And then we get a story so absurd it sounds like satire: a group calling itself a Democratic coalition of Satan worshippers recognized Walz at the state capitol. I cannot believe we are even saying this out loud in America. But it is a sign of the times. Confusion is everywhere, and spiritual darkness loves confusion.
The Bible is clear. We do not wrestle against flesh and blood, but against spiritual forces of darkness. This is spiritual warfare. That does not mean we become hysterical. It means we become discerning. It means we pray. It means we speak with biblical truth and refuse to let lies set the terms.

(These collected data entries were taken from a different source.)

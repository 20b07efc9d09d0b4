#![no_main]
use chrono::{Duration, TimeZone, Utc};
use chrono_tz::Tz;
use libfuzzer_sys::fuzz_target;
use zeitplan_slots::{Block, Suggester, SuggestionConfig, SuggestionRequest, WorkingHours};

fuzz_target!(|data: (Vec<(u16, u8)>, u8, u8)| {
    #[cfg(feature = "log")]
    fern::Dispatch::new()
        .format(|out, message, record| {
            out.finish(format_args!(
                "[{}][{}] {}",
                record.target(),
                record.level(),
                message
            ))
        })
        .level(log::LevelFilter::Debug)
        .chain(std::io::stdout())
        .apply();

    let now = Utc.with_ymd_and_hms(2021, 5, 31, 0, 0, 0).unwrap();
    // blocks as (quarter hours from now, length in quarter hours)
    let blocks: Vec<Block> = data
        .0
        .iter()
        .map(|(offset, length)| {
            let start = now + Duration::minutes(15 * i64::from(*offset % 1344));
            Block::new(start, start + Duration::minutes(15 * i64::from(*length)))
        })
        .collect();

    let hours = WorkingHours::weekdays(
        chrono::NaiveTime::from_hms_opt(9, 0, 0).unwrap(),
        chrono::NaiveTime::from_hms_opt(17, 0, 0).unwrap(),
    );
    let suggester = Suggester::new(hours, blocks.clone(), SuggestionConfig::default());
    let request = SuggestionRequest::new(u32::from(data.1.max(1)), Tz::UTC, data.2 as usize);

    let suggestions = suggester
        .suggest(&request, now)
        .expect("Valid requests should always be scored");

    assert!(suggestions.len() <= data.2 as usize);
    for (i, s) in suggestions.iter().enumerate() {
        assert!(s.score > 0.0 && s.score <= 1.0, "Score out of range: {:?}", s);
        assert!(
            !blocks.iter().any(|b| b.is_busy() && b.overlaps(s.start, s.end)),
            "Suggestion {:?} overlaps a block",
            s
        );
        for other in &suggestions[i + 1..] {
            assert!(other.score <= s.score, "Suggestions out of order");
            assert!(
                other.end <= s.start || s.end <= other.start,
                "Overlapping suggestions {:?} and {:?}",
                s,
                other
            );
        }
    }
});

That is why I want to end with something constructive and urgent: the protection of children and the defense of the family.
I sat down with Katie Faust, the founder of Them Before Us, and she said something every church needs to hear. The culture keeps trying to redefine family around adult desire. Katie keeps bringing it back to the child. Children have rights. Children are not accessories. Children have a right to be known and loved by their mother and father when possible, and they should never be bought and sold.
She also confronted the growing industry of “big fertility,” IVF, commercial surrogacy, and donor conception, and the ways children can be commodified in the process. You do not have to agree with every policy detail to recognize the core moral question: are we centering the adult, or are we protecting the child?
The church must become a child-protecting, truth-telling force in a culture that treats kids like a product.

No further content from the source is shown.